Deux microgrammes. C'est moins qu'un minuscule fragment d'un grain de sel de table, et pourtant c'est à peu près la quantité quotidienne de vitamine B12 dont les adultes ont besoin pour maintenir leurs globules rouges, leurs nerfs et leur production d'ADN en bon état de marche. En 2026, nous marquerons les 100 ans depuis que George Minot et William Murphy ont rapporté qu'un régime riche en foie pouvait traiter l'anémie pernicieuse - alors souvent mortelle - une découverte qui a finalement conduit les scientifiques à identifier la B12 comme l'ingrédient actif. Mais le vrai héros de l'histoire pourrait être George Whipple, qui a remarqué que le foie aidait les chiens anémiques à récupérer. (Oui, des chiens. Parce que parfois, les percées médicales commencent avec un très bon toutou.)

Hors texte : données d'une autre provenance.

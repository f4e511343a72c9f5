//! Countdown consumer task

use std::sync::Arc;

use tokio::sync::mpsc;
use tracing::{debug, error};

use super::sampler::SamplerEvent;
use crate::state::AppState;

/// Feed sampler events into the timer state machine.
///
/// This is the only consumer of a sampler's channel. It ends once the
/// sampler stops and the channel drains.
pub async fn countdown_task(
    state: Arc<AppState>,
    session_id: u64,
    mut events: mpsc::UnboundedReceiver<SamplerEvent>,
) {
    debug!("Starting countdown task for session {}", session_id);

    while let Some(event) = events.recv().await {
        let result = match event {
            SamplerEvent::Tick { remaining_seconds } => state.tick(session_id, remaining_seconds),
            SamplerEvent::Expired => state.expire(session_id),
        };

        if let Err(e) = result {
            error!("Failed to apply countdown event {:?}: {}", event, e);
        }
    }

    debug!("Countdown task for session {} finished", session_id);
}
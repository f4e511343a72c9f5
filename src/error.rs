//! Error types for the timer engine and its platform collaborators.
//!
//! None of these are fatal to a running timer: platform errors are logged
//! and swallowed at the point of use, selection errors are reported back to
//! the HTTP caller.

/// Failures reported by the platform services (audio, notifications, vibration).
#[derive(Debug, Clone, PartialEq, Eq, thiserror::Error)]
pub enum PlatformError {
    #[error("notification permission denied")]
    PermissionDenied,

    #[error("playback rejected: {0}")]
    PlaybackRejected(String),

    #[error("{0} is not supported on this host")]
    Unsupported(&'static str),

    #[error("command failed: {0}")]
    CommandFailed(String),
}

/// Reasons a duration selection update is refused.
#[derive(Debug, Clone, PartialEq, Eq, thiserror::Error)]
pub enum SelectionError {
    #[error("hours must be between 0 and {max}, got {value}")]
    HoursOutOfRange { value: u32, max: u32 },

    #[error("minutes must be between 0 and {max}, got {value}")]
    MinutesOutOfRange { value: u32, max: u32 },

    #[error("the duration can only be changed while the timer is idle")]
    NotIdle,

    #[error("{0}")]
    State(String),
}
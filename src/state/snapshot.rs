//! Read-only view of the timer published to clients

use serde::{Deserialize, Serialize};

use super::{format_remaining, DurationSelection, TimerSession};
use crate::services::AudioRole;

#[derive(Debug, Clone, PartialEq, Eq, Serialize, Deserialize)]
pub struct TimerSnapshot {
    #[serde(flatten)]
    pub session: TimerSession,
    pub selection: DurationSelection,
    pub total_selected_minutes: u32,
    /// Remaining time as shown on the timer face
    pub display: String,
    pub audio: AudioRole,
}

impl TimerSnapshot {
    pub fn new(session: TimerSession, selection: DurationSelection, audio: AudioRole) -> Self {
        Self {
            display: format_remaining(session.remaining_seconds),
            total_selected_minutes: selection.total_minutes(),
            session,
            selection,
            audio,
        }
    }
}

impl Default for TimerSnapshot {
    fn default() -> Self {
        Self::new(TimerSession::new(), DurationSelection::default(), AudioRole::Silent)
    }
}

Malgré un siècle de progrès, la carence en B12 reste courante, en particulier chez les personnes âgées, les végétaliens, les végétariens et les personnes ayant des problèmes d'absorption. Certaines personnes ne mangent pas assez de produits animaux ; d'autres produisent moins d'acide gastrique avec l'âge ou développent une gastrite auto-immune, où le système immunitaire attaque les cellules nécessaires à l'absorption de la B12. La chirurgie de perte de poids et certains médicaments contre le diabète ou le reflux acide peuvent également saboter l'absorption. Les symptômes - épuisement, faiblesse, essoufflement, engourdissement, mauvais équilibre, problèmes de mémoire, brouillard cérébral - sont souvent confondus avec le vieillissement normal. Parce que pourquoi avoir une crise quand on peut en avoir une silencieuse et rampante ?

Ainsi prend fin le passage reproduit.